ASSIGNMENT:
Using the records below, filter out every line that lacks "cells" and copy the rest.

[Records from a collection]
########################################

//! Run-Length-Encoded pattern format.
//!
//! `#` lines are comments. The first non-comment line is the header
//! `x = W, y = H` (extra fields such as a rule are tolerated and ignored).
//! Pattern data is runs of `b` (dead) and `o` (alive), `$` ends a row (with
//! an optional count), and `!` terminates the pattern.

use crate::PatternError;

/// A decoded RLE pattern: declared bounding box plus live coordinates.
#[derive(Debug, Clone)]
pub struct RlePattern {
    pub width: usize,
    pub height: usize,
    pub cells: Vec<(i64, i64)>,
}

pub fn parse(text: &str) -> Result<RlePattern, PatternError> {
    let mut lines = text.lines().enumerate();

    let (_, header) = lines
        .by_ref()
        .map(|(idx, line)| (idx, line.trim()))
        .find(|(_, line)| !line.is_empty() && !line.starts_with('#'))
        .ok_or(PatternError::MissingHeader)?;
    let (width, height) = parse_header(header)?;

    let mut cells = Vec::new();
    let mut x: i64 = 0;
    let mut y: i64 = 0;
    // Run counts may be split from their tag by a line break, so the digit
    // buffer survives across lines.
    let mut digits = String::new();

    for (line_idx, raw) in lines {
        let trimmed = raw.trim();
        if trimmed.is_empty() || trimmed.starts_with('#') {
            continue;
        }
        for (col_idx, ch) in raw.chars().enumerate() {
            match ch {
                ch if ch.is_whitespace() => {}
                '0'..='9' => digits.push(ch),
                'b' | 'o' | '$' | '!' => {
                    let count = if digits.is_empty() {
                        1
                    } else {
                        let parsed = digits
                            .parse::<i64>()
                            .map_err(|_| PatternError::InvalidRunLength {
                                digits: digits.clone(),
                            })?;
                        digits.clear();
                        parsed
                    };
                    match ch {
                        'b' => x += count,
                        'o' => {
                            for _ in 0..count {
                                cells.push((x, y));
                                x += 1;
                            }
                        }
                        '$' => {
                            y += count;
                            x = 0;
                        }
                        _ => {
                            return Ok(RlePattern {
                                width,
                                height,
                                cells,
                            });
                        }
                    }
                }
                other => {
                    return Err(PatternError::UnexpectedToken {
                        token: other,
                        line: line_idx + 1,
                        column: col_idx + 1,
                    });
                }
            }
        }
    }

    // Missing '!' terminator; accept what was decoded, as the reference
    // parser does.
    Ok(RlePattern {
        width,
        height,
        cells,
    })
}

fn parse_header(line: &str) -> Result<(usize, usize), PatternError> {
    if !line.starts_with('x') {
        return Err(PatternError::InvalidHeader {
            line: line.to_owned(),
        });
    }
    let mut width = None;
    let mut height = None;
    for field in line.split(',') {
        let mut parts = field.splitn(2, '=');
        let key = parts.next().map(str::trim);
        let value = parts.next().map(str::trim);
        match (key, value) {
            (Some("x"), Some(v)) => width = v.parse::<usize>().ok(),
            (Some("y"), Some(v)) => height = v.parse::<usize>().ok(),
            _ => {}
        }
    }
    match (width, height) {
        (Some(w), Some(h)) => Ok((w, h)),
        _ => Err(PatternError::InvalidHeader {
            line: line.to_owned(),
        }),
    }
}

########################################

THE ANSWER:
    pub cells: Vec<(i64, i64)>,
    let mut cells = Vec::new();
                                cells.push((x, y));
                                cells,
        cells,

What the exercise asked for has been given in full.